About this task:
Give back all the data exactly as it was written.

The data:
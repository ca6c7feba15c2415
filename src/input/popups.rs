use crate::{actions, app::App, config::key_match};
use crossterm::event::{KeyCode, KeyEvent};

/// Routes keys to the topmost open popup. Returns true when a popup consumed
/// the key.
pub fn handle_popup_events(app: &mut App, key: KeyEvent) -> bool {
    if app.show_help_popup {
        if key.code == KeyCode::Esc || key_match(&key, &app.config.keybindings.global.help) {
            app.show_help_popup = false;
        }
        return true;
    }
    if app.show_fetch_confirm {
        handle_fetch_confirm(app, key);
        return true;
    }
    if app.paste_target.is_some() {
        handle_paste_confirm(app, key);
        return true;
    }
    if app.delete_target.is_some() {
        handle_delete_confirm(app, key);
        return true;
    }
    if app.show_save_popup {
        handle_save_popup(app, key);
        return true;
    }
    if app.remote_form.is_some() {
        handle_remote_form(app, key);
        return true;
    }
    if app.show_clear_confirm {
        handle_clear_confirm(app, key);
        return true;
    }
    if app.import_input.is_some() {
        handle_import_input(app, key);
        return true;
    }
    if app.show_data_popup {
        handle_data_popup(app, key);
        return true;
    }
    false
}

enum Answer {
    Yes,
    No,
    Other,
}

fn answer(app: &App, key: &KeyEvent) -> Answer {
    if key_match(key, &app.config.keybindings.popup.confirm) {
        Answer::Yes
    } else if key_match(key, &app.config.keybindings.popup.cancel) || key.code == KeyCode::Esc {
        Answer::No
    } else {
        Answer::Other
    }
}

fn handle_fetch_confirm(app: &mut App, key: KeyEvent) {
    match answer(app, &key) {
        Answer::Yes => {
            app.show_fetch_confirm = false;
            actions::start_fetch(app);
        }
        Answer::No => app.show_fetch_confirm = false,
        Answer::Other => {}
    }
}

fn handle_paste_confirm(app: &mut App, key: KeyEvent) {
    match answer(app, &key) {
        Answer::Yes => {
            if let Some(at) = app.paste_target.take() {
                actions::execute_paste(app, at);
            }
        }
        Answer::No => app.paste_target = None,
        Answer::Other => {}
    }
}

fn handle_delete_confirm(app: &mut App, key: KeyEvent) {
    match answer(app, &key) {
        Answer::Yes => actions::confirm_delete_task(app),
        Answer::No => app.delete_target = None,
        Answer::Other => {}
    }
}

fn handle_save_popup(app: &mut App, key: KeyEvent) {
    match key.code {
        KeyCode::Char('s') | KeyCode::Enter => actions::start_save(app, false),
        KeyCode::Char('d') => actions::start_save(app, true),
        KeyCode::Esc | KeyCode::Char('n') => app.show_save_popup = false,
        _ => {}
    }
}

fn handle_remote_form(app: &mut App, key: KeyEvent) {
    match key.code {
        KeyCode::Esc => app.remote_form = None,
        KeyCode::Enter => actions::submit_remote_form(app),
        KeyCode::Tab | KeyCode::BackTab | KeyCode::Up | KeyCode::Down => {
            if let Some(form) = app.remote_form.as_mut() {
                form.toggle_focus();
            }
        }
        _ => {
            if let Some(form) = app.remote_form.as_mut() {
                form.active_mut().input(key);
            }
        }
    }
}

fn handle_data_popup(app: &mut App, key: KeyEvent) {
    match key.code {
        KeyCode::Char('e') => actions::export_backup(app),
        KeyCode::Char('i') => actions::start_import(app),
        KeyCode::Char('c') => app.show_clear_confirm = true,
        KeyCode::Esc | KeyCode::Char('q') => app.show_data_popup = false,
        _ => {}
    }
}

fn handle_import_input(app: &mut App, key: KeyEvent) {
    match key.code {
        KeyCode::Esc => app.import_input = None,
        KeyCode::Enter => actions::submit_import(app),
        _ => {
            if let Some(input) = app.import_input.as_mut() {
                input.input(key);
            }
        }
    }
}

fn handle_clear_confirm(app: &mut App, key: KeyEvent) {
    match answer(app, &key) {
        Answer::Yes => actions::confirm_clear_data(app),
        Answer::No => app.show_clear_confirm = false,
        Answer::Other => {}
    }
}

Answer to the exercise:
repository ca6c7feba15c2415
filename src/input/popups.rs
use crate::{actions, app::App, config::key_match};
use crossterm::event::{KeyCode, KeyEvent};

/// Routes keys to the topmost open popup. Returns true when a popup consumed
/// the key.
pub fn handle_popup_events(app: &mut App, key: KeyEvent) -> bool {
    if app.show_help_popup {
        if key.code == KeyCode::Esc || key_match(&key, &app.config.keybindings.global.help) {
            app.show_help_popup = false;
        }
        return true;
    }
    if app.show_fetch_confirm {
        handle_fetch_confirm(app, key);
        return true;
    }
    if app.paste_target.is_some() {
        handle_paste_confirm(app, key);
        return true;
    }
    if app.delete_target.is_some() {
        handle_delete_confirm(app, key);
        return true;
    }
    if app.show_save_popup {
        handle_save_popup(app, key);
        return true;
    }
    if app.remote_form.is_some() {
        handle_remote_form(app, key);
        return true;
    }
    if app.show_clear_confirm {
        handle_clear_confirm(app, key);
        return true;
    }
    if app.import_input.is_some() {
        handle_import_input(app, key);
        return true;
    }
    if app.show_data_popup {
        handle_data_popup(app, key);
        return true;
    }
    false
}

enum Answer {
    Yes,
    No,
    Other,
}

fn answer(app: &App, key: &KeyEvent) -> Answer {
    if key_match(key, &app.config.keybindings.popup.confirm) {
        Answer::Yes
    } else if key_match(key, &app.config.keybindings.popup.cancel) || key.code == KeyCode::Esc {
        Answer::No
    } else {
        Answer::Other
    }
}

fn handle_fetch_confirm(app: &mut App, key: KeyEvent) {
    match answer(app, &key) {
        Answer::Yes => {
            app.show_fetch_confirm = false;
            actions::start_fetch(app);
        }
        Answer::No => app.show_fetch_confirm = false,
        Answer::Other => {}
    }
}

fn handle_paste_confirm(app: &mut App, key: KeyEvent) {
    match answer(app, &key) {
        Answer::Yes => {
            if let Some(at) = app.paste_target.take() {
                actions::execute_paste(app, at);
            }
        }
        Answer::No => app.paste_target = None,
        Answer::Other => {}
    }
}

fn handle_delete_confirm(app: &mut App, key: KeyEvent) {
    match answer(app, &key) {
        Answer::Yes => actions::confirm_delete_task(app),
        Answer::No => app.delete_target = None,
        Answer::Other => {}
    }
}

fn handle_save_popup(app: &mut App, key: KeyEvent) {
    match key.code {
        KeyCode::Char('s') | KeyCode::Enter => actions::start_save(app, false),
        KeyCode::Char('d') => actions::start_save(app, true),
        KeyCode::Esc | KeyCode::Char('n') => app.show_save_popup = false,
        _ => {}
    }
}

fn handle_remote_form(app: &mut App, key: KeyEvent) {
    match key.code {
        KeyCode::Esc => app.remote_form = None,
        KeyCode::Enter => actions::submit_remote_form(app),
        KeyCode::Tab | KeyCode::BackTab | KeyCode::Up | KeyCode::Down => {
            if let Some(form) = app.remote_form.as_mut() {
                form.toggle_focus();
            }
        }
        _ => {
            if let Some(form) = app.remote_form.as_mut() {
                form.active_mut().input(key);
            }
        }
    }
}

fn handle_data_popup(app: &mut App, key: KeyEvent) {
    match key.code {
        KeyCode::Char('e') => actions::export_backup(app),
        KeyCode::Char('i') => actions::start_import(app),
        KeyCode::Char('c') => app.show_clear_confirm = true,
        KeyCode::Esc | KeyCode::Char('q') => app.show_data_popup = false,
        _ => {}
    }
}

fn handle_import_input(app: &mut App, key: KeyEvent) {
    match key.code {
        KeyCode::Esc => app.import_input = None,
        KeyCode::Enter => actions::submit_import(app),
        _ => {
            if let Some(input) = app.import_input.as_mut() {
                input.input(key);
            }
        }
    }
}

fn handle_clear_confirm(app: &mut App, key: KeyEvent) {
    match answer(app, &key) {
        Answer::Yes => actions::confirm_clear_data(app),
        Answer::No => app.show_clear_confirm = false,
        Answer::Other => {}
    }
}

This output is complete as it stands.